Budaya viralisme ini memang sulit dikontrol karena sebagian kontennya tidak melanggar norma hukum positif. Kendati pun ada UU ITE yang bisa memroteksi konten yang mengandung hoax, namun pembuktiannya tidak mudah. Pergerakanya di ruang maya juga menjadi sulit diawasi penyelenggara pemilu.

Budaya viralisme ini sebenarnya berkaitan erat dengan etik dan moralitas publik. Trend ini tidak dapat dihentikan melainkan hanya bisa diarahkan ke hal positif. Dalam pemilu, instrumen mengarahkan viralisme kearah positif dapat dilakukan dari kesadaran praktisi politik dan kewarasan publik. Partai politik maupun figur politisi harus lebih cerdas bermain diranah media sosial.

Ancaman viralisme ini sesungguhnya juga dapat direduksi peran media massa atau pers.
Dalam Undang-Undang Republik Indonesia Nomor 40 Tahun 1999 tentang Pers, peran pers antara lain menegakkan nilai-nilai dasar demokrasi, mengembangkan pendapat umum berdasarkan informasi yang tepat, dan melakukan pengawasan, kritik, koreksi, dan saran terhadap hal-hal yang berkaitan dengan kepentingan umum.

Dalam era digital saat ini, pers harus menjadi instrumen penjaga kecerdasan publik dari budaya viralisme yang bebas.
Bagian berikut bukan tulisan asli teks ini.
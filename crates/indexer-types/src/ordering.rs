//! The on-chain ordering key and the comparator deciding which of two
//! conflicting updates to the same order is authoritative.
//!
//! This logic is needed near-identically by every adapter, so it lives here
//! exactly once. No wall-clock timestamp is trusted for the decision except
//! as a fallback for records stored before ordering-key tracking existed.

use serde::{Deserialize, Serialize};

/// Position of an on-chain event, totally ordered within one chain.
#[derive(Debug, Clone, Copy, PartialEq, Eq, PartialOrd, Ord, Hash, Serialize, Deserialize)]
pub struct OrderingKey {
	pub block: u64,
	pub log_index: u64,
}

impl OrderingKey {
	pub fn new(block: u64, log_index: u64) -> Self {
		Self { block, log_index }
	}
}

/// Decides whether an incoming on-chain update supersedes the stored state.
///
/// Two paths:
/// - the stored record carries an ordering key: plain `(block, log_index)`
///   comparison, the larger key wins;
/// - the stored record predates key tracking: fall back to comparing the
///   record's `valid_from` against the incoming transaction timestamp
///   (strictly older stored state loses).
pub fn update_is_latest(
	stored_key: Option<OrderingKey>,
	stored_valid_from: u64,
	incoming_key: OrderingKey,
	incoming_timestamp: u64,
) -> bool {
	match stored_key {
		Some(stored) => stored < incoming_key,
		None => stored_valid_from < incoming_timestamp,
	}
}
//! Per-batch aggregation of handler output.

use tracing::error;

use indexer_types::{EnhancedLog, OnChainData};

use crate::{EventHandler, HandlerContext};

/// Runs every enabled protocol handler over a batch of logs and merges their
/// output into one bundle. Logs are grouped per transaction and each
/// transaction's logs are handled sequentially in log-index order, so
/// intra-transaction ordering (a transfer preceding the fill that caused it)
/// is preserved. Handler errors are scoped to one handler on one
/// transaction: logged and skipped, never fatal to the batch.
pub struct Aggregator {
	handlers: Vec<Box<dyn EventHandler>>,
	ctx: HandlerContext,
}

impl Aggregator {
	pub fn new(ctx: HandlerContext) -> Self {
		Self {
			handlers: Vec::new(),
			ctx,
		}
	}

	pub fn register(mut self, handler: Box<dyn EventHandler>) -> Self {
		self.handlers.push(handler);
		self
	}

	/// Expects `logs` sorted by `(block, log_index)`, the order the chain
	/// transport delivers them in.
	pub async fn aggregate(&self, logs: &[EnhancedLog]) -> OnChainData {
		let mut data = OnChainData::new();
		for group in Self::group_by_tx(logs) {
			for handler in &self.handlers {
				let mut partial = OnChainData::new();
				match handler.handle(group, &mut partial, &self.ctx).await {
					Ok(()) => data.merge(partial),
					Err(err) => {
						error!(
							handler = handler.name(),
							tx = %group[0].origin.tx_hash,
							%err,
							"Handler failed, skipping its output for this transaction"
						);
					}
				}
			}
		}
		data
	}

	fn group_by_tx(logs: &[EnhancedLog]) -> Vec<&[EnhancedLog]> {
		let mut groups = Vec::new();
		let mut start = 0;
		for index in 1..=logs.len() {
			let boundary = index == logs.len()
				|| logs[index].origin.tx_hash != logs[start].origin.tx_hash;
			if boundary {
				groups.push(&logs[start..index]);
				start = index;
			}
		}
		groups
	}
}

#[cfg(test)]
mod tests {
	use super::*;
	use std::sync::Arc;

	use async_trait::async_trait;

	use indexer_store::MemoryStore;
	use indexer_types::{Address, Bytes, EventOrigin, MintInfo, RawLog, B256, U256};

	use crate::{StaticAttributionResolver, StaticPriceOracle, SyncError};

	struct Counting;

	#[async_trait]
	impl EventHandler for Counting {
		fn name(&self) -> &'static str {
			"counting"
		}

		async fn handle(
			&self,
			logs: &[EnhancedLog],
			data: &mut OnChainData,
			_ctx: &HandlerContext,
		) -> Result<(), SyncError> {
			// One marker entry per transaction group.
			data.mint_infos.push(MintInfo {
				contract: logs[0].log.address,
				token_id: U256::from(logs.len()),
			});
			Ok(())
		}
	}

	struct Failing;

	#[async_trait]
	impl EventHandler for Failing {
		fn name(&self) -> &'static str {
			"failing"
		}

		async fn handle(
			&self,
			_logs: &[EnhancedLog],
			data: &mut OnChainData,
			_ctx: &HandlerContext,
		) -> Result<(), SyncError> {
			data.mint_infos.push(MintInfo {
				contract: Address::ZERO,
				token_id: U256::ZERO,
			});
			Err(SyncError::Decode("boom".into()))
		}
	}

	fn log(tx: u8, log_index: u64) -> EnhancedLog {
		EnhancedLog {
			log: RawLog {
				address: Address::repeat_byte(1),
				topics: vec![],
				data: Bytes::new(),
			},
			origin: EventOrigin {
				address: Address::repeat_byte(1),
				tx_hash: B256::repeat_byte(tx),
				block: 1,
				block_hash: B256::repeat_byte(0xbb),
				log_index,
				batch_index: 1,
				timestamp: 0,
			},
		}
	}

	fn ctx() -> HandlerContext {
		HandlerContext {
			store: Arc::new(MemoryStore::new()),
			price_oracle: Arc::new(StaticPriceOracle::new()),
			attribution: Arc::new(StaticAttributionResolver::new()),
		}
	}

	#[tokio::test]
	async fn groups_logs_per_transaction() {
		let aggregator = Aggregator::new(ctx()).register(Box::new(Counting));
		let logs = vec![log(1, 0), log(1, 1), log(2, 2)];
		let data = aggregator.aggregate(&logs).await;
		// Two transactions: one group of two logs, one of one.
		assert_eq!(data.mint_infos.len(), 2);
		assert_eq!(data.mint_infos[0].token_id, U256::from(2));
		assert_eq!(data.mint_infos[1].token_id, U256::from(1));
	}

	#[tokio::test]
	async fn failing_handler_output_is_discarded() {
		let aggregator = Aggregator::new(ctx())
			.register(Box::new(Failing))
			.register(Box::new(Counting));
		let data = aggregator.aggregate(&[log(1, 0)]).await;
		// Only the healthy handler's output survives.
		assert_eq!(data.mint_infos.len(), 1);
		assert_eq!(data.mint_infos[0].token_id, U256::from(1));
	}
}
Pers dengan kewenangannya mengelola saluran publik harus mewarnai diskursus pemilu dengan perbincangan ide dan gagasan.

Pers tidak boleh bersikap partisan. Pun tidak bisa sekedar mengejar rating lalu memblow up semua isu yang viral di media sosial. Kalaupun isu itu menjadi topik yang sedang hangat dimasyarakat, maka pers harus mampu menjernihkannya melalui kaidah verifikasinya. Akhirnya, selain pada kecerdasan politisi dan kewarasan publik, kita berharap demokrasi viralisme dapat direduksi melalui peran pers yang kuat.

Ini juga telah diungkapkan lebih dari tiga ratus tahun yang lalu oleh Edmund Burke, seorang negarawan Inggris (1729-1797) yang menyebut pers memikul tanggung jawab besar karena eksistensinya diletakan sebagai pilar keempat demokrasi.